Kamu selalu bilang bahwa aku datang ke hidupmu sangat terlambat, meskipun kamu sangat mencintaiku, namun bukan berarti kita bisa punya akhir menyatu. Malam itu, aku menatap punggungmu menjauh. Hujan turun semakin deras. Dan, aku lepaskan kamu dari pelukanku. Aku ikhlaskan kamu menuju peluknya. Sambil berharap kamu tahu, aku tetap akan menunggumu, meskipun aku tahu kekasihmu tidak akan melepaskanmu.
Aku tetap akan menunggu kamu kembali ke dalam pelukanku. Karena aku yakin, kamu selalu tahu, ke mana kauharus pulang.

Koko, aku rindu kamu,
Bisakah kamu buatkan aku semangkuk mie ayam,
untuk perempuan yang hanya menjatuhkan air matanya--
untukmu?

Minggu, 29 Mei 2016

Perasaan yang masih sama

Aku memasuki gang rumahku sambil memandangi kendaranmu yang perlahan menjauh. Baru beberapa detik kamu pergi, namun rasa rindu di hatiku kembali membesar lagi. Sejak siang tadi, aku makin sadar bahwa ini perasaan cinta. Saat menatap matamu yang bisa dibilang hanya segaris itu, entah mengapa aku menemukan keteduhan di sana. Matamu selalu berhasil membuatku rindu. Matamu selalu berhasil membawaku pulang. Matamu selalu berhasil membuat aku tidak sabar untuk pertemuan kita berikutnya.
Di langit Cibinong siang itu, seusai menjalani kelas Yoga, kita berjanji bertemu di salah satu rumah makan di Cibinong City Mall. Aku menjumpaimu duduk di ujung jendela, menatap ke luar jalanan. Mungkin, kamu menatap ke gapura bertuliskan "Selamat Datang Di Kabupaten Bogor" yang menjadi pemandangan di luar restoran kita. Segera aku duduk di depanmu dan menatapmu dengan tatapan mendalam. Aku sangat merindukanmu setelah empat hari kita tidak bertemu. Ternyata, kita memang butuh jarak dan waktu, untuk menjaga dan mencari tahu, siapa yang paling tidak tahan untuk mengusahakan sebuah pertemuan. Dan, ya, kamu selalu kalah. Selalu kamu yang meminta sebuah pertemuan.
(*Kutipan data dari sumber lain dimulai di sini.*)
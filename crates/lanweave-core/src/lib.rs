//! LanWeave Node Core
//!
//! The host-embeddable control plane of a LanWeave node: a single
//! long-lived [`Node`] that encrypts, routes, and delivers Ethernet
//! frames between cryptographically identified participants across the
//! public Internet, as if they shared a local LAN.
//!
//! The node creates no threads and opens no sockets. The embedder drives
//! it: wire packets go in through [`Node::process_wire_packet`], tap
//! frames through [`Node::process_virtual_network_frame`], and a
//! background tick through [`Node::process_background_tasks`] no later
//! than the deadline returned by the previous call. All I/O comes back
//! out through the [`HostCallbacks`] surface supplied at construction.
//!
//! The packet switch, peer topology, and multicast engine are composed
//! as opaque services behind the traits in [`services`].

pub mod config;
pub mod defaults;
pub mod dictionary;
pub mod error;
pub mod host;
pub mod network;
pub mod node;
pub mod registry;
pub mod services;
pub mod version;

#[cfg(test)]
pub(crate) mod test_support;

pub use config::NodeConfig;
pub use dictionary::Dictionary;
pub use error::{CoreError, CoreResult, ServiceError};
pub use host::{ConfigOperation, Event, HostCallbacks};
pub use network::{
    Mac, MulticastGroup, Network, NetworkId, NetworkStatus, VirtualNetworkConfig,
};
pub use node::{Node, NodeStatus, PeerSnapshot};
pub use registry::NetworkRegistry;
pub use services::{Context, Multicaster, Peer, ServiceFactories, Switch, Topology};
pub use version::Version;

pub use lanweave_crypto::{Address, Identity};

use std::time::Duration;

/// Release version, major component
pub const VERSION_MAJOR: u16 = 0;

/// Release version, minor component
pub const VERSION_MINOR: u16 = 9;

/// Release version, revision component
pub const VERSION_REVISION: u16 = 2;

/// Interval between peer liveness sweeps
pub const PING_CHECK_INTERVAL: Duration = Duration::from_secs(60);

/// Interval between housekeeping passes (expired peer and group cleanup)
pub const HOUSEKEEPING_PERIOD: Duration = Duration::from_secs(120);

/// A network whose configuration is older than this is refreshed
pub const NETWORK_AUTOCONF_DELAY: Duration = Duration::from_secs(60);

/// Finest granularity of the background deadline
pub const CORE_TIMER_GRANULARITY: Duration = Duration::from_millis(500);

/// Ping-check intervals of supernode silence per desperation step
pub const DESPERATION_INCREMENT: u64 = 2;
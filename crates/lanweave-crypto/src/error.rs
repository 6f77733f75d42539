//! Identity error types

use thiserror::Error;

/// Errors that can occur while handling node identities
#[derive(Debug, Error)]
pub enum CryptoError {
    /// Invalid key length provided
    #[error("Invalid key length: expected {expected}, got {actual}")]
    InvalidKeyLength { expected: usize, actual: usize },

    /// Invalid public key
    #[error("Invalid public key")]
    InvalidPublicKey,

    /// Invalid signature format
    #[error("Invalid signature format")]
    InvalidSignature,

    /// Signature verification failed
    #[error("Signature verification failed")]
    SignatureVerificationFailed,

    /// Identity string could not be parsed
    #[error("Malformed identity: {0}")]
    MalformedIdentity(String),

    /// Identity address does not match its public keys
    #[error("Identity address does not match its keys")]
    AddressMismatch,

    /// Operation needs the private half of an identity that has none
    #[error("Identity has no private key")]
    MissingPrivateKey,

    /// Serialization error
    #[error("Serialization error: {0}")]
    SerializationError(String),
}

/// Result type for identity operations
pub type CryptoResult<T> = Result<T, CryptoError>;
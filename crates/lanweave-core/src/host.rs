//! Host embedding contract
//!
//! The embedder supplies one [`HostCallbacks`] object at construction;
//! it is the node's sole I/O surface. All callbacks are synchronous and
//! may block the calling entry point. Wire-send and tap-deliver may be
//! invoked from within any public node operation; embedders must not
//! recursively call node operations from inside a callback on the same
//! thread.

use std::net::SocketAddr;

use crate::network::{Mac, NetworkId, VirtualNetworkConfig};
use crate::version::Version;

/// Persistent storage keys used by the node
pub mod storage_keys {
    pub const IDENTITY_SECRET: &str = "identity.secret";
    pub const IDENTITY_PUBLIC: &str = "identity.public";
    pub const ROOT_TOPOLOGY: &str = "root-topology";
}

/// Node-level events reported through the status callback
#[derive(Debug, Clone, Copy, PartialEq, Eq)]
pub enum Event {
    /// The node is constructed and operational
    Up,

    /// No supernode has been heard from recently
    Offline,

    /// Supernode contact (re)established
    Online,

    /// A peer reported running a newer release than any seen so far
    SawMoreRecentVersion(Version),

    /// Another node on the wire claims this node's address
    FatalErrorIdentityCollision,
}

/// Configuration lifecycle events for a joined network
#[derive(Debug, Clone, Copy, PartialEq, Eq)]
pub enum ConfigOperation {
    /// The network came up and its tap should be created
    Up,

    /// The network's configuration changed
    ConfigUpdate,

    /// The network is administratively down
    Down,

    /// The network was left and its tap should be torn down
    Destroy,
}

/// The embedder's callback surface
pub trait HostCallbacks: Send + Sync {
    /// Read a chunk of the named stored object.
    ///
    /// Returns `<= 0` if the object does not exist. Otherwise writes up
    /// to `buf.len()` bytes of the object starting at `read_offset` into
    /// `buf`, sets `*total_len` to the full object length, and returns
    /// the number of bytes written.
    fn data_store_get(
        &self,
        name: &str,
        buf: &mut [u8],
        read_offset: u64,
        total_len: &mut u64,
    ) -> i64;

    /// Atomically write or overwrite the named stored object.
    ///
    /// `secure` requests storage appropriate for secrets. Returns
    /// whether the write succeeded.
    fn data_store_put(&self, name: &str, data: &[u8], secure: bool) -> bool;

    /// Transmit a UDP datagram to the given address. Silent drops are
    /// permitted.
    fn wire_packet_send(&self, remote: SocketAddr, link_desperation: u32, data: &[u8]);

    /// Deliver a decrypted Ethernet frame upward to the tap belonging to
    /// `nwid`.
    fn virtual_network_frame(
        &self,
        nwid: NetworkId,
        src_mac: Mac,
        dst_mac: Mac,
        ether_type: u16,
        vlan_id: u16,
        data: &[u8],
    );

    /// Report a configuration lifecycle event for a joined network.
    fn virtual_network_config(
        &self,
        nwid: NetworkId,
        op: ConfigOperation,
        config: &VirtualNetworkConfig,
    );

    /// Report a node-level event.
    fn status_event(&self, event: Event);
}

/// Read a whole object from the embedder's store.
///
/// The callback may deliver the value in chunks; keep appending until
/// the accumulated length reaches the reported total. A non-positive
/// return means the object is absent and yields an empty result.
pub(crate) fn fetch_object(host: &dyn HostCallbacks, name: &str) -> Vec<u8> {
    let mut buf = [0u8; 16384];
    let mut out: Vec<u8> = Vec::new();
    let mut total: u64 = 0;
    loop {
        let n = host.data_store_get(name, &mut buf, out.len() as u64, &mut total);
        if n <= 0 {
            return Vec::new();
        }
        let n = (n as usize).min(buf.len());
        out.extend_from_slice(&buf[..n]);
        if out.len() as u64 >= total {
            return out;
        }
    }
}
Dengan begini, kamu akan tahu, perempuan adalah mahluk paling gengsi nomor satu. Perempuan adalah mahluk yang tidak ingin memulai segalanya lebih dulu. Namun, jauh di dalam lubuk hatinya, sebenarnya dia ingin menatapmu, memelukmu, mencubitmu, mengecupmu, dan turut membebaskan kekangan rindu di dadanya. Kamu selalu kalah untuk tidak mengajakku bertemu lebih dulu, sementara aku selalu kalah untuk tidak menunjukan betapa aku rindu kamu dan ingin menghabiskan sisa waktu kita sambil menatap dan merangkulmu.
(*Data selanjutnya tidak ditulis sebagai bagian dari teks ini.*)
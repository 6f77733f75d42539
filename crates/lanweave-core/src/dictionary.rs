//! Key/value dictionary serialization
//!
//! The root topology and its nested `supernodes` entry travel as a
//! printable dictionary: one `key=value` pair per line, with `=`,
//! newlines, carriage returns, NULs and backslashes escaped. Parsing is
//! lenient; malformed lines are skipped so a damaged object degrades
//! rather than failing outright.

use std::collections::BTreeMap;

/// An ordered string dictionary with a printable serialization
#[derive(Debug, Clone, Default, PartialEq, Eq)]
pub struct Dictionary {
    entries: BTreeMap<String, String>,
}

impl Dictionary {
    pub fn new() -> Self {
        Self::default()
    }

    /// Parse from the printable form, skipping malformed lines
    pub fn parse(text: &str) -> Self {
        let mut entries = BTreeMap::new();
        for line in text.lines() {
            let mut split = None;
            let mut escaped = false;
            for (i, c) in line.char_indices() {
                if escaped {
                    escaped = false;
                    continue;
                }
                match c {
                    '\\' => escaped = true,
                    '=' => {
                        split = Some(i);
                        break;
                    }
                    _ => {}
                }
            }
            let Some(i) = split else { continue };
            let key = unescape(&line[..i]);
            if key.is_empty() {
                continue;
            }
            entries.insert(key, unescape(&line[i + 1..]));
        }
        Self { entries }
    }

    /// Serialize to the printable form
    pub fn encode(&self) -> String {
        let mut out = String::new();
        for (key, value) in &self.entries {
            if !out.is_empty() {
                out.push('\n');
            }
            escape(key, &mut out);
            out.push('=');
            escape(value, &mut out);
        }
        out
    }

    pub fn get(&self, key: &str) -> Option<&str> {
        self.entries.get(key).map(|v| v.as_str())
    }

    /// Get a value, or a default if the key is absent
    pub fn get_or<'a>(&'a self, key: &str, default: &'a str) -> &'a str {
        self.get(key).unwrap_or(default)
    }

    pub fn insert(&mut self, key: impl Into<String>, value: impl Into<String>) {
        self.entries.insert(key.into(), value.into());
    }

    pub fn len(&self) -> usize {
        self.entries.len()
    }

    pub fn is_empty(&self) -> bool {
        self.entries.is_empty()
    }

    /// Iterate entries in key order
    pub fn iter(&self) -> impl Iterator<Item = (&str, &str)> {
        self.entries.iter().map(|(k, v)| (k.as_str(), v.as_str()))
    }
}

impl std::fmt::Display for Dictionary {
    fn fmt(&self, f: &mut std::fmt::Formatter<'_>) -> std::fmt::Result {
        write!(f, "{}", self.encode())
    }
}

fn escape(s: &str, out: &mut String) {
    for c in s.chars() {
        match c {
            '\\' => out.push_str("\\\\"),
            '\n' => out.push_str("\\n"),
            '\r' => out.push_str("\\r"),
            '\0' => out.push_str("\\0"),
            '=' => out.push_str("\\e"),
            c => out.push(c),
        }
    }
}

fn unescape(s: &str) -> String {
    let mut out = String::with_capacity(s.len());
    let mut chars = s.chars();
    while let Some(c) = chars.next() {
        if c == '\\' {
            match chars.next() {
                Some('n') => out.push('\n'),
                Some('r') => out.push('\r'),
                Some('0') => out.push('\0'),
                Some('e') => out.push('='),
                Some(other) => out.push(other),
                None => {}
            }
        } else {
            out.push(c);
        }
    }
    out
}
//! Virtual network membership
//!
//! A [`Network`] is the membership object for one joined virtual
//! network: its configuration state, multicast subscriptions, and
//! last-config-refresh timestamp. Networks are created by `join`,
//! destroyed by `leave` or node teardown, and live in the
//! [`NetworkRegistry`](crate::registry::NetworkRegistry).

use std::sync::Arc;

use parking_lot::Mutex;
use serde::{Deserialize, Serialize};

use lanweave_crypto::Address;

use crate::host::ConfigOperation;
use crate::services::Context;

/// A 64-bit virtual network identifier
#[derive(Clone, Copy, PartialEq, Eq, PartialOrd, Ord, Hash, Serialize, Deserialize)]
pub struct NetworkId(pub u64);

impl NetworkId {
    pub fn to_u64(self) -> u64 {
        self.0
    }
}

impl From<u64> for NetworkId {
    fn from(raw: u64) -> Self {
        Self(raw)
    }
}

impl std::fmt::Display for NetworkId {
    fn fmt(&self, f: &mut std::fmt::Formatter<'_>) -> std::fmt::Result {
        write!(f, "{:016x}", self.0)
    }
}

impl std::fmt::Debug for NetworkId {
    fn fmt(&self, f: &mut std::fmt::Formatter<'_>) -> std::fmt::Result {
        write!(f, "NetworkId({:016x})", self.0)
    }
}

/// A 48-bit Ethernet MAC address
#[derive(Clone, Copy, PartialEq, Eq, Hash, Serialize, Deserialize)]
pub struct Mac(u64);

impl Mac {
    pub fn new(raw: u64) -> Self {
        Self(raw & 0xffff_ffff_ffff)
    }

    pub fn from_bytes(bytes: [u8; 6]) -> Self {
        let mut raw = 0u64;
        for b in bytes {
            raw = (raw << 8) | u64::from(b);
        }
        Self(raw)
    }

    pub fn to_bytes(self) -> [u8; 6] {
        let mut bytes = [0u8; 6];
        for (i, b) in bytes.iter_mut().enumerate() {
            *b = (self.0 >> (8 * (5 - i))) as u8;
        }
        bytes
    }

    pub fn to_u64(self) -> u64 {
        self.0
    }

    /// The stable MAC a node's tap uses on a network, derived from the
    /// node address and the network ID. Always unicast and locally
    /// administered.
    pub fn from_address(address: Address, nwid: NetworkId) -> Self {
        let a = address.as_bytes();
        let mut bytes = [0u8; 6];
        bytes[0] = 0x02;
        for i in 0..5 {
            bytes[i + 1] = a[i] ^ ((nwid.0 >> (8 * (4 - i))) as u8);
        }
        Self::from_bytes(bytes)
    }

    pub fn is_multicast(self) -> bool {
        (self.0 >> 40) & 0x01 != 0
    }
}

impl From<u64> for Mac {
    fn from(raw: u64) -> Self {
        Self::new(raw)
    }
}

impl std::fmt::Display for Mac {
    fn fmt(&self, f: &mut std::fmt::Formatter<'_>) -> std::fmt::Result {
        let b = self.to_bytes();
        write!(
            f,
            "{:02x}:{:02x}:{:02x}:{:02x}:{:02x}:{:02x}",
            b[0], b[1], b[2], b[3], b[4], b[5]
        )
    }
}

impl std::fmt::Debug for Mac {
    fn fmt(&self, f: &mut std::fmt::Formatter<'_>) -> std::fmt::Result {
        write!(f, "Mac({})", self)
    }
}

/// A multicast group: a multicast MAC plus an additional distinguishing
/// information field (e.g. the IP for broadcast-like groups)
#[derive(Debug, Clone, Copy, PartialEq, Eq, Hash, Serialize, Deserialize)]
pub struct MulticastGroup {
    pub mac: Mac,
    pub adi: u32,
}

impl std::fmt::Display for MulticastGroup {
    fn fmt(&self, f: &mut std::fmt::Formatter<'_>) -> std::fmt::Result {
        write!(f, "{}/{:08x}", self.mac, self.adi)
    }
}

/// Configuration state of a joined network
#[derive(Debug, Clone, Copy, PartialEq, Eq, Serialize, Deserialize)]
pub enum NetworkStatus {
    /// Waiting for the controller's first configuration
    RequestingConfiguration,

    /// Configured and operating
    Ok,

    /// The controller refused this node membership
    AccessDenied,

    /// The controller does not know this network
    NotFound,
}

/// External-facing snapshot of one network's configuration
#[derive(Debug, Clone, Serialize, Deserialize)]
pub struct VirtualNetworkConfig {
    pub nwid: NetworkId,
    pub mac: Mac,
    pub name: String,
    pub status: NetworkStatus,
    pub revision: u64,
    pub last_config_update: u64,
    pub multicast_subscriptions: Vec<MulticastGroup>,
}

struct NetworkState {
    name: String,
    status: NetworkStatus,
    revision: u64,
    last_config_update: u64,
    subscriptions: Vec<MulticastGroup>,
}

/// Membership state for a single virtual network
pub struct Network {
    id: NetworkId,
    mac: Mac,
    state: Mutex<NetworkState>,
}

impl Network {
    /// Create the membership object and report the network up to the
    /// embedder so its tap can be created.
    pub(crate) fn new(ctx: &Context<'_>, id: NetworkId) -> Arc<Self> {
        let network = Arc::new(Self {
            id,
            mac: Mac::from_address(ctx.identity.address(), id),
            state: Mutex::new(NetworkState {
                name: String::new(),
                status: NetworkStatus::RequestingConfiguration,
                revision: 0,
                last_config_update: 0,
                subscriptions: Vec::new(),
            }),
        });
        ctx.host
            .virtual_network_config(id, ConfigOperation::Up, &network.external_config());
        network
    }

    pub fn id(&self) -> NetworkId {
        self.id
    }

    /// The MAC this node's tap uses on this network
    pub fn mac(&self) -> Mac {
        self.mac
    }

    /// Add a multicast subscription; duplicates are ignored
    pub fn multicast_subscribe(&self, group: MulticastGroup) {
        let mut state = self.state.lock();
        if !state.subscriptions.contains(&group) {
            state.subscriptions.push(group);
        }
    }

    /// Remove a multicast subscription; absent is a no-op
    pub fn multicast_unsubscribe(&self, group: MulticastGroup) {
        self.state.lock().subscriptions.retain(|g| *g != group);
    }

    pub fn multicast_subscriptions(&self) -> Vec<MulticastGroup> {
        self.state.lock().subscriptions.clone()
    }

    /// Wall-clock time of the last configuration update (0 if never)
    pub fn last_config_update(&self) -> u64 {
        self.state.lock().last_config_update
    }

    /// Record a configuration received from the controller and report it
    /// to the embedder.
    pub fn config_received(&self, ctx: &Context<'_>, name: &str, revision: u64) {
        {
            let mut state = self.state.lock();
            state.name = name.to_string();
            state.status = NetworkStatus::Ok;
            state.revision = revision;
            state.last_config_update = ctx.now;
        }
        ctx.host.virtual_network_config(
            self.id,
            ConfigOperation::ConfigUpdate,
            &self.external_config(),
        );
    }

    /// A fresh snapshot of the external-facing configuration view
    pub fn external_config(&self) -> VirtualNetworkConfig {
        let state = self.state.lock();
        VirtualNetworkConfig {
            nwid: self.id,
            mac: self.mac,
            name: state.name.clone(),
            status: state.status,
            revision: state.revision,
            last_config_update: state.last_config_update,
            multicast_subscriptions: state.subscriptions.clone(),
        }
    }

    /// Tear the network down: drop subscriptions and tell the embedder
    /// to destroy the tap.
    pub(crate) fn destroy(&self, ctx: &Context<'_>) {
        {
            let mut state = self.state.lock();
            state.subscriptions.clear();
            state.status = NetworkStatus::NotFound;
        }
        ctx.host
            .virtual_network_config(self.id, ConfigOperation::Destroy, &self.external_config());
    }
}

impl std::fmt::Debug for Network {
    fn fmt(&self, f: &mut std::fmt::Formatter<'_>) -> std::fmt::Result {
        write!(f, "Network({})", self.id)
    }
}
Seusai menyatap makanan berdua, kamu menggenggam jemariku dan mengajakku ke Gramedia di lantai atas. Aku tidak mengerti maksud dan tujuanmu, jadi aku menurut saja ketika kamu membawa tas fitness-ku yang berat itu, dan mengikuti langkah kakimu. Saat itu, kamu memperlakukanku layaknya kekasih. Kamu cukup membuatku melayang dengan caramu merangkulku, mengenggam jemariku, dan berkali-kali berbisik betapa kamu mencintai aku. Aku menaiki eskalator sambil tertawa ke arahmu, tidak berani aku memberi respon berlebih, karena aku tahu betul kita bukan sepasang kekasih, dan aku cukup sadar diri jika aku berharap lebih maka hanya berujung pada rasa sakit hati. Aku sudah jatuh cinta padamu dan caramu memperlakukanku seperti siang tadi bisa saja membuatku semakin mencintaimu dan semakin takut kehilangan kamu.
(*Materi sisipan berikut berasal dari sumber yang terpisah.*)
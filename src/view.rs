use serde::Serialize;

use crate::{
    CalendarConfig, CalendarDate, CalendarState, DAYS_IN_WEEK, DateBounds, DateRole, WeekdayLabel,
    YearMonth, classify, is_outside_month, month_label_with, month_view, visible_months,
    weekday_labels_with,
};

/// One rendered day of a month grid.
#[derive(Debug, Clone, Copy, PartialEq, Eq, Hash, Serialize)]
#[serde(rename_all = "camelCase")]
pub struct DayCell {
    pub date:             CalendarDate,
    pub role:             DateRole,
    pub is_disabled:      bool,
    pub is_outside_month: bool,
    pub is_today:         bool,
    pub is_focused:       bool,
}

/// Everything needed to draw one month.
#[derive(Debug, Clone, PartialEq, Eq, Serialize)]
#[serde(rename_all = "camelCase")]
pub struct MonthGrid {
    pub year_month: YearMonth,
    pub title:      String,
    pub weekdays:   Vec<WeekdayLabel>,
    pub weeks:      Vec<Vec<DayCell>>,
}

/// Annotated grids for `config.number_of_months` months starting at the
/// displayed month.
pub fn build_month_grids(state: &CalendarState, config: &CalendarConfig) -> Vec<MonthGrid> {
    let bounds = config.bounds().unwrap_or_else(|err| {
        log::warn!("ignoring calendar bounds: {err}");
        DateBounds::unbounded()
    });
    let names = config.locale.names();
    let first_day = config.first_day_of_week;
    let weekdays = weekday_labels_with(first_day, DAYS_IN_WEEK, &names);

    visible_months(state.displayed_month(), config.number_of_months)
        .into_iter()
        .map(|year_month| {
            let weeks = month_view(year_month, first_day, weekdays.len())
                .into_iter()
                .map(|week| {
                    week.into_iter()
                        .map(|date| DayCell {
                            date,
                            role: classify(date, &config.selection, state.hovered_date()),
                            is_disabled: bounds.is_disabled(date),
                            is_outside_month: is_outside_month(date, year_month),
                            is_today: date == state.today(),
                            is_focused: date == state.focused_date(),
                        })
                        .collect()
                })
                .collect();

            MonthGrid {
                year_month,
                title: month_label_with(year_month, &names),
                weekdays: weekdays.clone(),
                weeks,
            }
        })
        .collect()
}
Sesampainya di Gramedia, kamu masih memegang pinggulku, dan meliak-liuk di antara rak buku. Dengan cepat, kamu mencari-cari semua rak yang berisi bukuku. Kamu tertawa manis sambil menunjuk-nunjuk bukuku. Kamu makin tergelak ketika ada orang yang membeli bukuku, sementara orang itu tidak tahu penulisnya ada di depan rak buku tersebut. Aku segera menarik kamu pergi karena bisa saja kamu bisa lebih aneh daripada tadi. Sedikit sikap bodohmu itu cukup membuatku gemas. Andai aku bisa mencubit dan meraih pipimu kala itu, andai aku bisa mencuri waktu untuk sesekali mengecup pipimu, sayangnya-- aku bukan kekasihmu. Aku cukup bisa tertawa dalam hati, membayangkan segala mimpi yang sudah kubangun di kepalaku bisa segera aku wujudkan bersamamu.
Hari ini, tidak ada kesedihan yang berlebihan. Aku hanya ingin menikmati hari tanpa mengingat seberapa jauh kamu sudah menyakitiku. Bagiku, tetap berada di sisimu dan tetap bisa merasakan pelukmu sudah lebih dari cukup. Kamu sudah memenuhi ruang kosong di hatiku, sudah miliki seluruh rasa cintaku, sayangnya mungkin aku tidak punya ruang di hatimu dan rasa cintamu tidak hanya sepenuhnya untukmu. 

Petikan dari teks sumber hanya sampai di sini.